• _TASK OBJECTIVE_: Count every line below containing "ChipGrade"; state the number only.

- - - -

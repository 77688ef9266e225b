//! Two-axis market classification: performance class and market grade.

use serde::{Deserialize, Serialize};
use sim_core::tables::{ClassTier, GradeCriteria, CLASS_TIERS, GRADE_CRITERIA};
use sim_core::{ChipClass, ChipGrade, ComponentType, Die};

/// Layout ratios the grade criteria are checked against.
#[derive(Clone, Copy, Debug, PartialEq, Serialize, Deserialize)]
pub struct ClassificationMetrics {
    pub cpu_cores: u32,
    pub gpu_cores: u32,
    /// 0 when there are no memory controllers.
    pub cores_per_controller: f64,
    /// L3 mm² per CPU core; 0 when there are no cores.
    pub l3_per_core_mm2: f64,
    /// Power management area over die area.
    pub power_mgmt_ratio: f64,
    /// Base clock over the node's maximum clock.
    pub clock_ratio: f64,
    pub process_node: u32,
    pub tdp_w: f64,
}

impl ClassificationMetrics {
    pub fn measure(die: &Die, base_clock_ghz: f64, max_clock_ghz: f64, tdp_w: f64) -> Self {
        let cpu_cores = die.count_of(ComponentType::CpuCore) as u32;
        let controllers = die.count_of(ComponentType::MemCtrl);
        let area = die.area();
        Self {
            cpu_cores,
            gpu_cores: die.count_of(ComponentType::GpuSm) as u32,
            cores_per_controller: if controllers > 0 {
                f64::from(cpu_cores) / controllers as f64
            } else {
                0.0
            },
            l3_per_core_mm2: if cpu_cores > 0 {
                die.area_of(ComponentType::L3Cache) / f64::from(cpu_cores)
            } else {
                0.0
            },
            power_mgmt_ratio: if area > 0.0 {
                die.area_of(ComponentType::PowerMgmt) / area
            } else {
                0.0
            },
            clock_ratio: if max_clock_ghz > 0.0 {
                base_clock_ghz / max_clock_ghz
            } else {
                1.0
            },
            process_node: die.process_node,
            tdp_w,
        }
    }
}

fn within(v: f64, range: Option<(f64, f64)>) -> bool {
    range.map_or(true, |(lo, hi)| v >= lo && v <= hi)
}

/// Closeness to the centre of `[lo, hi]`: 1 at the midpoint, 0 at either edge.
fn centre_closeness(v: f64, lo: f64, hi: f64) -> f64 {
    let half = (hi - lo) / 2.0;
    if half > 0.0 {
        1.0 - (v - (lo + hi) / 2.0).abs() / half
    } else {
        1.0
    }
}

fn distance_outside(v: f64, lo: f64, hi: f64) -> f64 {
    if v < lo {
        lo - v
    } else {
        v - hi
    }
}

/// Fit of a core count and TDP to one tier; core count dominates.
pub fn class_score(tier: &ClassTier, cpu_cores: u32, tdp_w: f64) -> f64 {
    let cores = f64::from(cpu_cores);
    let (c_lo, c_hi) = (f64::from(tier.cores.0), f64::from(tier.cores.1));
    let core_score = if (c_lo..=c_hi).contains(&cores) {
        100.0 + 50.0 * centre_closeness(cores, c_lo, c_hi)
    } else {
        -100.0 - 10.0 * distance_outside(cores, c_lo, c_hi)
    };
    let (t_lo, t_hi) = tier.tdp_w;
    let tdp_score = if (t_lo..=t_hi).contains(&tdp_w) {
        40.0 + 20.0 * centre_closeness(tdp_w, t_lo, t_hi)
    } else {
        let width = t_hi - t_lo;
        let rel = if width > 0.0 {
            (distance_outside(tdp_w, t_lo, t_hi) / width).min(1.0)
        } else {
            1.0
        };
        -40.0 - 20.0 * rel
    };
    core_score + tdp_score
}

/// Best-scoring tier; on equal scores the earlier tier is kept.
pub fn classify_class(cpu_cores: u32, tdp_w: f64) -> ChipClass {
    let mut best = CLASS_TIERS[0].class;
    let mut best_score = f64::NEG_INFINITY;
    for tier in &CLASS_TIERS {
        let score = class_score(tier, cpu_cores, tdp_w);
        if score > best_score {
            best = tier.class;
            best_score = score;
        }
    }
    best
}

/// Whether the metrics satisfy every populated window of `criteria`.
pub fn meets_grade(criteria: &GradeCriteria, m: &ClassificationMetrics) -> bool {
    within(m.cores_per_controller, criteria.cores_per_controller)
        && within(m.l3_per_core_mm2, criteria.l3_per_core_mm2)
        && within(m.power_mgmt_ratio, criteria.power_mgmt_ratio)
        && criteria.min_process_node.map_or(true, |n| m.process_node >= n)
        && criteria.max_clock_ratio.map_or(true, |r| m.clock_ratio <= r)
}

/// First grade in priority order whose criteria hold; Consumer otherwise.
pub fn classify_grade(m: &ClassificationMetrics) -> ChipGrade {
    GRADE_CRITERIA
        .iter()
        .find(|c| meets_grade(c, m))
        .map_or(ChipGrade::Consumer, |c| c.grade)
}
//! Capacity-bounded admission control for retrieval/extraction units.
//!
//! Backed by `tokio::sync::Semaphore`, which hands out permits in FIFO order.
//! A [`GatePermit`] releases its slot on drop, so every exit path (success,
//! error, panic unwinding, or a dropped future) gives the slot back.

use std::sync::Arc;
use std::sync::atomic::{AtomicUsize, Ordering};
use tokio::sync::{OwnedSemaphorePermit, Semaphore};
use tokio_util::sync::CancellationToken;

/// Counting limiter shared by every branch of one traversal.
#[derive(Debug, Clone)]
pub struct ConcurrencyGate {
    semaphore: Arc<Semaphore>,
    capacity: usize,
    in_flight: Arc<AtomicUsize>,
    peak: Arc<AtomicUsize>,
}

/// Scoped admission. Dropping it frees the slot.
#[derive(Debug)]
pub struct GatePermit {
    _permit: OwnedSemaphorePermit,
    in_flight: Arc<AtomicUsize>,
}

impl Drop for GatePermit {
    fn drop(&mut self) {
        self.in_flight.fetch_sub(1, Ordering::AcqRel);
    }
}

impl ConcurrencyGate {
    /// Create a gate admitting at most `capacity` holders (minimum 1).
    pub fn new(capacity: usize) -> Self {
        let capacity = capacity.max(1);
        Self {
            semaphore: Arc::new(Semaphore::new(capacity)),
            capacity,
            in_flight: Arc::new(AtomicUsize::new(0)),
            peak: Arc::new(AtomicUsize::new(0)),
        }
    }

    /// Wait for a slot unless `cancel` fires first.
    ///
    /// Returns `None` when cancelled, even if a slot became free at the same
    /// moment, so queued work never starts after cancellation.
    pub async fn acquire_or_cancel(&self, cancel: &CancellationToken) -> Option<GatePermit> {
        if cancel.is_cancelled() {
            return None;
        }
        tokio::select! {
            biased;
            _ = cancel.cancelled() => None,
            permit = self.semaphore.clone().acquire_owned() => {
                let permit = permit.ok()?;
                if cancel.is_cancelled() {
                    return None;
                }
                Some(self.admit(permit))
            }
        }
    }

    fn admit(&self, permit: OwnedSemaphorePermit) -> GatePermit {
        let now = self.in_flight.fetch_add(1, Ordering::AcqRel) + 1;
        self.peak.fetch_max(now, Ordering::AcqRel);
        GatePermit {
            _permit: permit,
            in_flight: self.in_flight.clone(),
        }
    }

    pub fn capacity(&self) -> usize {
        self.capacity
    }

    /// Permits currently held.
    pub fn in_flight(&self) -> usize {
        self.in_flight.load(Ordering::Acquire)
    }

    /// Highest number of permits ever held at once.
    pub fn peak_in_flight(&self) -> usize {
        self.peak.load(Ordering::Acquire)
    }
}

- - - -

• _TASK RESULT_: 3